THE CASE OF THE OFFER TOO GOOD TO BE TRUE

J ason, by mistake, opened up a letter intended for his neighbor. The letter, from a major automobile manufacturer, read as follows: “We offer to sell you one of our deluxe convertibles for $100.00* Use the enclosed card to indicate your acceptance and return it to us together with your check in the amount of $100.” The asterisk was printed on the reverse of the letter next to the following language: “provided you are the winner in a drawing to be held in one month.” Jason never saw this language. He returned the acceptance card together with his check and never received the convertible. He sued the car manufacturer for breach of contract

The Trial

During the trial, the manufacturer’s representative explained that this type of advertising had been used for many years by many different types of companies and that everyone knew that this type of offer was limited and usually dependent on a person being selected in a drawing. He explained that the offer had been sent out to a limited number of people, chosen because of their prior ownership of the manufacturer’s vehicles. He introduced in evidence a copy of the letter, showing that all the details of the offer had been printed in large-size type. Jason explained that even though the letter was not meant for him, there was no name at the top of the letter, and he assumed the offer was meant for the general public.

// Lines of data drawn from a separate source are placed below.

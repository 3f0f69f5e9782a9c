//! Failsafe Test Report Engine
//!
//! This library provides:
//! - Format adapters turning Playwright, Cypress, Mocha, Vitest and Jest JSON
//!   exports into one canonical [`Report`]
//! - Structural framework detection with an explicit override
//! - Failure analysis: error-signature clustering, rule-based insights and an
//!   optional asynchronous summarization hook
//! - Static HTML rendering and Slack/Teams webhook notifications
//!
//! # Usage
//!
//! ```no_run
//! use failsafe_engine::{AdapterRegistry, AnalysisConfig, Analyzer};
//!
//! # async fn run(raw: serde_json::Value) -> failsafe_engine::EngineResult<()> {
//! let report = AdapterRegistry::new().parse(&raw, None)?;
//! let analyzed = Analyzer::new(AnalysisConfig::from_env()).analyze(&report).await;
//! println!("{}", failsafe_engine::render_html(&analyzed));
//! # Ok(())
//! # }
//! ```

pub mod adapters;
pub mod analysis;
pub mod config;
pub mod error;
pub mod notify;
pub mod registry;
pub mod render;
pub mod report;

pub use adapters::{AdapterKind, FormatAdapter};
pub use analysis::{analyze_report, Analyzer, FailureSummarizer};
pub use config::AnalysisConfig;
pub use error::{ConversionError, DetectionError, EngineError, EngineResult};
pub use notify::{NotificationKind, NotificationTarget, NotifyError, WebhookNotifier};
pub use registry::AdapterRegistry;
pub use render::{render_html, write_html, RenderError};
pub use report::{
    ErrorCluster, FailureDetail, OutcomeHistory, Report, RunSummary, StatusCounts, TestRecord,
    TestStatus,
};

He stated further that he never looked at the reverse of the letter because he thought the offer was clear.

The Arguments at Trial

The manufacturer’s attorneys argued that an offer was never made to Jason, only to his neighbor, and thus Jason could not have accepted the offer. Also, the offer was not made to the general public but only to a limited group, and thus the offer could only be accepted by a member of that group. They argued further that the offer and qualifying statement were in clear language and printed in large-size type so that a potential buyer would understand the nature of the offer. Jason’s attorney argued that because a name did not appear at the top of the offer, the offer should be considered as having been made to the general public, and therefore Jason had a right to accept the offer. She further argued that the qualifying statement should have been printed on the front of the letter and not on the reverse side where it might not be read. She claimed that a valid offer had been made and that the offer had been accepted properly by Jason.

Questions to Discuss

1. Who do you feel has the stronger argument, the car manufacturer or Jason?

2. If you were the judge or jury deciding this case, for whom would you decide? Why?

3. Based on the facts, do you believe there was a mistake of fact or an incomplete contract?

4. Would your answers to any of these questions be different if the neighbor’s name and address had been printed at the top of the letter or if the qualifying statement had been printed at the bottom of the first page of the letter?